Further, the first instruction executed first instructs reading from the first address of the data storage means, and the second instruction executed later also reads from the first address of the data storage means. When instructing the reading, the second instruction can read the stored data stored in the temporary storage storage unit without accessing the data storage unit. Therefore, when the read address coincides with the temporary storage address (successful reading from the temporary storage storage means), the instruction execution means of the parallel computer according to claim 2 changes and reads the instruction given to the external data reading means.
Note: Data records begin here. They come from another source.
//! Barbers service errors.

use sqlx::{
    Error,
    error::{DatabaseError, ErrorKind},
};
use thiserror::Error;

#[derive(Debug, Error)]
pub enum BarbersServiceError {
    #[error("barber already exists")]
    AlreadyExists,

    #[error("barber not found")]
    NotFound,

    #[error("related resource not found")]
    InvalidReference,

    #[error("storage error")]
    Sql(#[source] Error),
}

impl From<Error> for BarbersServiceError {
    fn from(error: Error) -> Self {
        if matches!(error, Error::RowNotFound) {
            return Self::NotFound;
        }

        match error.as_database_error().map(DatabaseError::kind) {
            Some(ErrorKind::UniqueViolation) => Self::AlreadyExists,
            Some(ErrorKind::ForeignKeyViolation) => Self::InvalidReference,
            Some(ErrorKind::Other | _) | None => Self::Sql(error),
        }
    }
}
By invalidating the instruction, it is possible to eliminate the waste of the reading process from the data storage unit by the external data reading unit.

As described above, when the first instruction and the second instruction read the same address, the read instruction accesses the same address like RISC, and is a byte unit or half-byte unit. Even in the case of an instruction to read data with, it is relatively likely to occur in a parallel computer of the type that always reads data in units of multiple bytes and extracts the necessary part, so it is very effective in improving processing efficiency. is there.
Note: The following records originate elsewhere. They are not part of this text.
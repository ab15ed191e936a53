//! Catalog Repository

use jiff_sqlx::Timestamp as SqlxTimestamp;
use sqlx::{FromRow, Postgres, Row, Transaction, postgres::PgRow, query, query_as};

use crate::domain::{
    barbers::models::BarberUuid,
    catalog::models::{NewService, Service, ServiceUpdate, ServiceUuid},
    shops::models::ShopUuid,
    users::repository::try_get_unsigned,
};

const CREATE_SERVICE_SQL: &str = include_str!("sql/create_service.sql");
const GET_SERVICE_SQL: &str = include_str!("sql/get_service.sql");
const LIST_SERVICES_SQL: &str = include_str!("sql/list_services.sql");
const UPDATE_SERVICE_SQL: &str = include_str!("sql/update_service.sql");
const DELETE_SERVICE_SQL: &str = include_str!("sql/delete_service.sql");

#[derive(Debug, Clone, Default)]
pub(crate) struct PgCatalogRepository;

impl PgCatalogRepository {
    #[must_use]
    pub(crate) fn new() -> Self {
        Self
    }

    pub(crate) async fn create_service(
        &self,
        tx: &mut Transaction<'_, Postgres>,
        shop: ShopUuid,
        service: &NewService,
    ) -> Result<Service, sqlx::Error> {
        query_as::<Postgres, Service>(CREATE_SERVICE_SQL)
            .bind(service.uuid.into_uuid())
            .bind(shop.into_uuid())
            .bind(service.barber_uuid.into_uuid())
            .bind(&service.name)
            .bind(try_into_amount(service.price)?)
            .bind(service.duration_minutes)
            .bind(service.description.as_deref())
            .fetch_one(&mut **tx)
            .await
    }

    pub(crate) async fn get_service(
        &self,
        tx: &mut Transaction<'_, Postgres>,
        shop: ShopUuid,
        service: ServiceUuid,
    ) -> Result<Service, sqlx::Error> {
        query_as::<Postgres, Service>(GET_SERVICE_SQL)
            .bind(shop.into_uuid())
            .bind(service.into_uuid())
            .fetch_one(&mut **tx)
            .await
    }

    pub(crate) async fn list_services(
        &self,
        tx: &mut Transaction<'_, Postgres>,
        shop: ShopUuid,
        barber: BarberUuid,
    ) -> Result<Vec<Service>, sqlx::Error> {
        query_as::<Postgres, Service>(LIST_SERVICES_SQL)
            .bind(shop.into_uuid())
            .bind(barber.into_uuid())
            .fetch_all(&mut **tx)
            .await
    }

    pub(crate) async fn update_service(
        &self,
        tx: &mut Transaction<'_, Postgres>,
        shop: ShopUuid,
        service: ServiceUuid,
        update: &ServiceUpdate,
    ) -> Result<Service, sqlx::Error> {
        query_as::<Postgres, Service>(UPDATE_SERVICE_SQL)
            .bind(shop.into_uuid())
            .bind(service.into_uuid())
            .bind(&update.name)
            .bind(try_into_amount(update.price)?)
            .bind(update.duration_minutes)
            .bind(update.description.as_deref())
            .fetch_one(&mut **tx)
            .await
    }

    pub(crate) async fn delete_service(
        &self,
        tx: &mut Transaction<'_, Postgres>,
        shop: ShopUuid,
        service: ServiceUuid,
    ) -> Result<u64, sqlx::Error> {
        let rows_affected = query(DELETE_SERVICE_SQL)
            .bind(shop.into_uuid())
            .bind(service.into_uuid())
            .execute(&mut **tx)
            .await?
            .rows_affected();

        Ok(rows_affected)
    }
}

impl<'r> FromRow<'r, PgRow> for Service {
    fn from_row(row: &'r PgRow) -> sqlx::Result<Self> {
        let duration_minutes: i32 = row.try_get("duration_minutes")?;

        Ok(Self {
            uuid: ServiceUuid::from_uuid(row.try_get("uuid")?),
            barber_uuid: BarberUuid::from_uuid(row.try_get("barber_uuid")?),
            name: row.try_get("name")?,
            price: try_get_unsigned(row, "price")?,
            duration_minutes: i64::from(duration_minutes),
            description: row.try_get("description")?,
            created_at: row.try_get::<SqlxTimestamp, _>("created_at")?.to_jiff(),
            updated_at: row.try_get::<SqlxTimestamp, _>("updated_at")?.to_jiff(),
            deleted_at: row
                .try_get::<Option<SqlxTimestamp>, _>("deleted_at")?
                .map(SqlxTimestamp::to_jiff),
        })
    }
}

fn try_into_amount(amount: u64) -> Result<i64, sqlx::Error> {
    i64::try_from(amount).map_err(|e| sqlx::Error::Encode(Box::new(e)))
}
[Brief description of drawings]

FIG. 1 is a block diagram showing an internal configuration of a RISC that is a first embodiment of the present invention.

FIG. 2 is a block diagram showing a configuration example of a register file address comparator shown in FIG.

3 is a circuit diagram showing a configuration example of a register file data selector shown in FIG.

FIG. 4 is an explanatory diagram showing a configuration example of the arithmetic execution unit shown in FIG.

5 is an explanatory diagram showing an internal configuration example of a memory data storage section shown in FIG. 1. FIG.

6 is a block diagram showing a configuration example of a memory / address comparator shown in FIG. 1. FIG.

FIG. 7 is a block diagram showing an internal configuration of a RISC that is a second embodiment of the present invention.

8 is an explanatory diagram showing a configuration example of the instruction changer shown in FIG.

FIG. 9 is a block diagram showing a configuration of a conventional RISC.

FIG. 10 is a timing diagram showing a two-phase clock controlling a RISC.

FIG. 11 is an explanatory diagram showing the progress of pipeline processing by RISC according to the related art and the embodiment.

[Explanation of symbols]

 2 register file 3 data memory 6 ′ execution stage 6 ″ execution stage 9 memory data storage unit 10 memory address comparator 11 register file address comparator 12 register file data selector 13 operation executor 25 instructions Changer

Claims (2)

[Claims] 1. A register, a data storage means for storing data necessary for executing an instruction, an instruction decoding means for receiving an instruction code and decoding the instruction code, and a determination result based on a decoding result of the instruction decoding means. An instruction executing means for executing a read instruction from the data storage means, and executing and outputting the read address of the data storage means when the instruction stores the data stored in the register. And external data read means for reading the stored data of the read address from the data storage means when the instruction directs the reading, and writing the read data to the register when the instruction directs the reading. Register writing means, the instruction decoding means, the instruction executing means, the external data reading The read means and the register write means can be respectively executed in parallel in a pipeline manner, and when the read from the data storage means is executed, the read address is used as a temporary storage address and the read data is stored as a temporary storage data. The instruction execution means may read the temporary storage data of the temporary storage means and execute the instruction when the read address matches the temporary storage address. calculator. 2. The instruction executing means, when the read address matches the temporary storage address, changes the read instruction of the instruction to invalidate the read processing for the data storage means by the external data read means. The parallel computer according to claim 1.